Additionally, and of great interest to our region, was that students who performed poorly at the outset of the program showed the most benefit from participation. Within each classroom, students were divided into tertiles (low, medium, and high) based on the prewriting score. The writing performance gap between high and low tertile students was reduced by approximately 40 to 50 percent as a result of RWS participation.
Teachers’ Insights
A major concern of our team was to design a science-writing program that “worked” in real schools with real teachers. Results from teacher artifacts and discussion sessions showed the design was perceived as effective, efficient, and adaptable. Long-term surveys showed teachers continue to implement the writing strategies outside their participation in the research project; rather than reverting to prior practices, teachers’ change in instructional practice is sustained, and their self-perception of knowledge regarding effective writing techniques continues at high levels.
Teacher insights shared with us were especially thought provoking. In a discussion of “What do you believe about the most effective ways to teach reading and writing, from your experience in the project?”, the following comments emerged during a videotaped discussion near the end of the project:
- “We [teachers] realize that narrative and exposition share features. But we now prefer exposition over narrative for teaching reading and writing—it’s more concrete, and instead of teaching narrative first to students, we think that exposition should be taught first and that read/write instruction should be content-based.”

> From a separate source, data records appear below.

mod config;
mod errors;
mod generation;
mod llm_client;
mod optimization;
mod routes;
mod state;

use anyhow::Result;
use std::net::SocketAddr;
use tower_http::{cors::CorsLayer, trace::TraceLayer};
use tracing::info;
use tracing_subscriber::{layer::SubscriberExt, util::SubscriberInitExt, EnvFilter};

use crate::config::Config;
use crate::llm_client::LlmClient;
use crate::routes::build_router;
use crate::state::AppState;

#[tokio::main]
async fn main() -> Result<()> {
    // Load configuration first (.env honored, defaults applied)
    let config = Config::from_env()?;

    // Initialize structured logging
    tracing_subscriber::registry()
        .with(EnvFilter::try_from_default_env().unwrap_or_else(|_| {
            EnvFilter::new(format!("{}={}", env!("CARGO_PKG_NAME"), &config.rust_log))
        }))
        .with(tracing_subscriber::fmt::layer())
        .init();

    info!("Starting Prompt Optimizer API v{}", env!("CARGO_PKG_VERSION"));

    // Initialize LLM client with the startup defaults. Requests may still
    // override both the key and the base URL per call.
    let llm = LlmClient::new(
        config.openai_api_key.clone(),
        config.openai_base_url.clone(),
    );
    if config.openai_api_key.is_none() {
        info!("No OPENAI_API_KEY set; requests must supply their own api_key");
    }
    info!("LLM client initialized (base URL: {})", config.openai_base_url);

    // Build app state
    let state = AppState { llm };

    // Build router
    let app = build_router(state)
        .layer(TraceLayer::new_for_http())
        .layer(CorsLayer::permissive()); // browser frontend calls this API directly

    let addr: SocketAddr = format!("0.0.0.0:{}", config.port).parse()?;
    info!("Listening on {addr}");

    let listener = tokio::net::TcpListener::bind(addr).await?;
    axum::serve(listener, app).await?;

    Ok(())
}
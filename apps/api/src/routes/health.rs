use axum::Json;
use serde_json::{json, Value};

/// GET /
/// Liveness message for the API root.
pub async fn root_handler() -> Json<Value> {
    Json(json!({
        "message": "Prompt Optimizer API is running"
    }))
}

/// GET /health
/// Returns a simple status object.
pub async fn health_handler() -> Json<Value> {
    Json(json!({
        "status": "healthy",
        "service": "prompt-optimizer"
    }))
}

- “The instructional methods we are using in RWS clue the kids in on what the instructional format is going to be. After doing one unit, the kids know what’s coming and prepare themselves along the way. It’s creating a reflective student, not just the teacher. Students are “owning” the instruction and are motivated.”
- “Instead of just creating scaffolds for content, we’re creating scaffolds for process. We’re creating successful practice, and think that it will lead to successful large-scale assessment.”

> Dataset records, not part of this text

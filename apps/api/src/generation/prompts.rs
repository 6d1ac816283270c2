// All LLM prompt constants for the Generation module.

/// System prompt for prompt generation — COAST-framework guidance.
pub const GENERATION_SYSTEM: &str = r#"You are an expert prompt engineer. Your task is to create high-quality prompts based on user requirements using the COAST framework.

# **Rules:**
Follow the COAST framework and format when generating prompts:

## Context (背景)
- Establish the background, purpose, and relevant domain knowledge
- Define the target audience and their expertise level
- Include any necessary environmental or situational context

## Objectives (目标)
- Clearly state what the AI should accomplish
- Define specific, measurable outcomes
- Break complex tasks into clear, sequential steps when needed

## Action (行动)
- Provide clear, actionable instructions
- Specify the format and structure of the response
- Include examples or templates when helpful
- Define any constraints or limitations

## Support (支持)
- Offer guidance on how to approach the task
- Provide relevant resources or references
- Include troubleshooting tips or common pitfalls to avoid

## Technology (技术)
- Use appropriate technical terminology for the domain
- Leverage prompt engineering best practices
- Structure the prompt for optimal AI understanding

Generate a comprehensive prompt that incorporates all these elements based on the user's requirements."#;

/// Task-type instruction fragments, interpolated into the `# **Task Type**:`
/// line of the generation prompt.
pub const TASK_GENERAL: &str =
    "Create a general-purpose prompt that clearly communicates the user's needs.";

pub const TASK_CREATIVE: &str =
    "Design a prompt that encourages creative, innovative, and imaginative responses.";

pub const TASK_TECHNICAL: &str =
    "Develop a precise technical prompt suitable for technical analysis or problem-solving.";

pub const TASK_ANALYTICAL: &str =
    "Create a structured prompt for analytical thinking and data-driven responses.";

pub const TASK_EDUCATIONAL: &str =
    "Design an educational prompt that facilitates learning and knowledge transfer.";

/// Fixed trailer appended after the requirement sections: the deliverables
/// list and the JSON contract the model is asked to honor.
pub const GENERATION_OUTPUT_CONTRACT: &str = r#"Generate a prompt that follows the COAST framework and is ready to use. Provide:
1. The complete generated prompt
2. A structured breakdown showing how each COAST element is addressed
3. Usage tips for getting the best results
4. 2-3 alternative variations of the prompt
5. A confidence score (0.0-1.0) for how well the prompt addresses the requirements

# **Output Format**:
Return your results in the following JSON format:
{
    "generated_prompt": "the complete prompt here, output format: ## Context: ## Objectives: ## Action: ## Support: ## Technology:",
    "prompt_structure": {
        "context": "how context is addressed",
        "objectives": "what objectives are defined",
        "action": "what actions are specified",
        "support": "what support is provided",
        "technology": "technical considerations"
    },
    "usage_tips": ["tip 1", "tip 2", "tip 3"],
    "alternatives": ["alternative prompt 1", "alternative prompt 2"],
    "confidence_score": 0.0-1.0
}"#;
//! Task types and output formats — the closed sets for prompt generation.
//!
//! Unlike optimization goals, task type lookup is strict: an unknown key is
//! rejected with a validation error before any external call is made.

use std::fmt;

use serde::{Deserialize, Serialize};

use crate::generation::prompts;

#[derive(Debug, Clone, Copy, PartialEq, Eq, Default)]
pub enum TaskType {
    #[default]
    General,
    Creative,
    Technical,
    Analytical,
    Educational,
}

impl TaskType {
    pub const ALL: [TaskType; 5] = [
        Self::General,
        Self::Creative,
        Self::Technical,
        Self::Analytical,
        Self::Educational,
    ];

    /// Strict lookup. `None` means the caller must reject the request.
    pub fn from_key(s: &str) -> Option<Self> {
        match s {
            "general" => Some(Self::General),
            "creative" => Some(Self::Creative),
            "technical" => Some(Self::Technical),
            "analytical" => Some(Self::Analytical),
            "educational" => Some(Self::Educational),
            _ => None,
        }
    }

    pub fn as_str(&self) -> &'static str {
        match self {
            Self::General => "general",
            Self::Creative => "creative",
            Self::Technical => "technical",
            Self::Analytical => "analytical",
            Self::Educational => "educational",
        }
    }

    /// Blurb shown by `GET /task-types`.
    pub fn description(&self) -> &'static str {
        match self {
            Self::General => "General-purpose prompts for various tasks",
            Self::Creative => "Prompts for creative writing, brainstorming, and innovation",
            Self::Technical => "Prompts for technical tasks, coding, and problem-solving",
            Self::Analytical => "Prompts for data analysis, research, and critical thinking",
            Self::Educational => "Prompts for teaching, learning, and knowledge sharing",
        }
    }

    /// Instruction fragment injected into the generation prompt.
    pub fn instruction(&self) -> &'static str {
        match self {
            Self::General => prompts::TASK_GENERAL,
            Self::Creative => prompts::TASK_CREATIVE,
            Self::Technical => prompts::TASK_TECHNICAL,
            Self::Analytical => prompts::TASK_ANALYTICAL,
            Self::Educational => prompts::TASK_EDUCATIONAL,
        }
    }
}

impl fmt::Display for TaskType {
    fn fmt(&self, f: &mut fmt::Formatter<'_>) -> fmt::Result {
        write!(f, "{}", self.as_str())
    }
}

/// Desired shape of the answer the generated prompt should elicit. Closed
/// serde enum: an out-of-set value fails body deserialization.
#[derive(Debug, Clone, Copy, PartialEq, Eq, Default, Serialize, Deserialize)]
#[serde(rename_all = "lowercase")]
pub enum OutputFormat {
    #[default]
    Text,
    Json,
    List,
    Structured,
}

impl OutputFormat {
    pub const ALL: [OutputFormat; 4] = [Self::Text, Self::Json, Self::List, Self::Structured];

    pub fn as_str(&self) -> &'static str {
        match self {
            Self::Text => "text",
            Self::Json => "json",
            Self::List => "list",
            Self::Structured => "structured",
        }
    }

    /// Blurb shown by `GET /output-formats`.
    pub fn description(&self) -> &'static str {
        match self {
            Self::Text => "Free-form text response",
            Self::Json => "Structured JSON format",
            Self::List => "Numbered or bulleted list",
            Self::Structured => "Specific structured format with sections",
        }
    }
}

impl fmt::Display for OutputFormat {
    fn fmt(&self, f: &mut fmt::Formatter<'_>) -> fmt::Result {
        write!(f, "{}", self.as_str())
    }
}
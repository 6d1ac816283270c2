use crate::llm_client::LlmClient;

/// Shared application state injected into all route handlers via Axum extractors.
///
/// The service is stateless per request: the only process-wide state is the
/// LLM client with its startup credential defaults.
#[derive(Clone)]
pub struct AppState {
    pub llm: LlmClient,
}
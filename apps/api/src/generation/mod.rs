// Prompt Generation — builds ready-to-use prompts from user requirements.
// Implements: task-type selection, the generate pipeline, format listings.
// All LLM calls go through llm_client — no direct provider calls here.

pub mod generator;
pub mod handlers;
pub mod prompts;
pub mod task_types;
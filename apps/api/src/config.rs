use anyhow::{Context, Result};

pub const DEFAULT_OPENAI_BASE_URL: &str = "https://api.openai.com/v1";

/// Application configuration loaded from environment variables.
///
/// The API key is optional: every request may carry its own key, so a
/// deployment serving only per-tenant credentials needs no default.
#[derive(Debug, Clone)]
pub struct Config {
    /// Default credential used when a request does not override `api_key`.
    pub openai_api_key: Option<String>,
    /// Default chat-completion base URL when a request does not override
    /// `base_url`.
    pub openai_base_url: String,
    pub port: u16,
    pub rust_log: String,
}

impl Config {
    pub fn from_env() -> Result<Self> {
        dotenvy::dotenv().ok(); // load .env if present; ignore if missing

        Ok(Config {
            openai_api_key: std::env::var("OPENAI_API_KEY")
                .ok()
                .filter(|k| !k.is_empty()),
            openai_base_url: std::env::var("OPENAI_BASE_URL")
                .unwrap_or_else(|_| DEFAULT_OPENAI_BASE_URL.to_string()),
            port: std::env::var("PORT")
                .unwrap_or_else(|_| "8080".to_string())
                .parse::<u16>()
                .context("PORT must be a valid port number")?,
            rust_log: std::env::var("RUST_LOG").unwrap_or_else(|_| "info".to_string()),
        })
    }
}
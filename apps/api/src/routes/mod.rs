pub mod health;
pub mod models;

use axum::{
    routing::{get, post},
    Router,
};

use crate::generation::handlers as generation_handlers;
use crate::optimization::handlers as optimization_handlers;
use crate::state::AppState;

pub fn build_router(state: AppState) -> Router {
    Router::new()
        .route("/", get(health::root_handler))
        .route("/health", get(health::health_handler))
        // Optimization API
        .route("/optimize", post(optimization_handlers::handle_optimize))
        .route(
            "/optimize/advanced",
            post(optimization_handlers::handle_optimize_advanced),
        )
        .route(
            "/optimization/types",
            get(optimization_handlers::handle_optimization_types),
        )
        .route("/validate", post(optimization_handlers::handle_validate))
        // Model catalog
        .route("/models", get(models::list_models_handler))
        .route("/models/:name", get(models::model_details_handler))
        // Generation API
        .route("/generate", post(generation_handlers::handle_generate))
        .route("/task-types", get(generation_handlers::handle_task_types))
        .route(
            "/output-formats",
            get(generation_handlers::handle_output_formats),
        )
        .with_state(state)
}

These excerpts must be viewed as testimonials, to be sure, but the substance of the comments also merit attention. These are teachers serving students with significant needs, working with limited resources under extraordinary pressures to increase test scores in all subject areas, discussing curriculum and instruction in language more typical of gifted classrooms. To use a metaphor to Neil Armstrong’s famous words—while what we have learned in the RWS Project may be viewed by some as a small step toward effective science writing, we believe it was a giant leap for RWS Project students toward their success in science and in future schooling.
Roxanne Greitz Miller (Roxanne@roxannegmiller.com) is a postdoctoral scholar at the University of California, Riverside, and a veteran science teacher in the Florida public schools. Robert C. Calfee (Robert.Calfee@ucr.edu) is a distinguished professor in the Graduate School of Education at the University of California, Riverside.
Acknowledgment
The work described in this article was made possible by a grant from the National Science Foundation’s Interagency Education Research Initiative (No. 9979834).
Resources
Chambliss, M.J., and R.C. Calfee. 1998. Textbooks for Learning: Nurturing Children’s Minds. Malden: Blackwell.
Harding, T. 2002. Svithjod, stories, and songs: Rewriting earth science in creative ways. Science Scope, 26(1):19–21.
National Research Council (NRC). 1996. National Science Education Standards. Washington, D.C.: National Academy Press.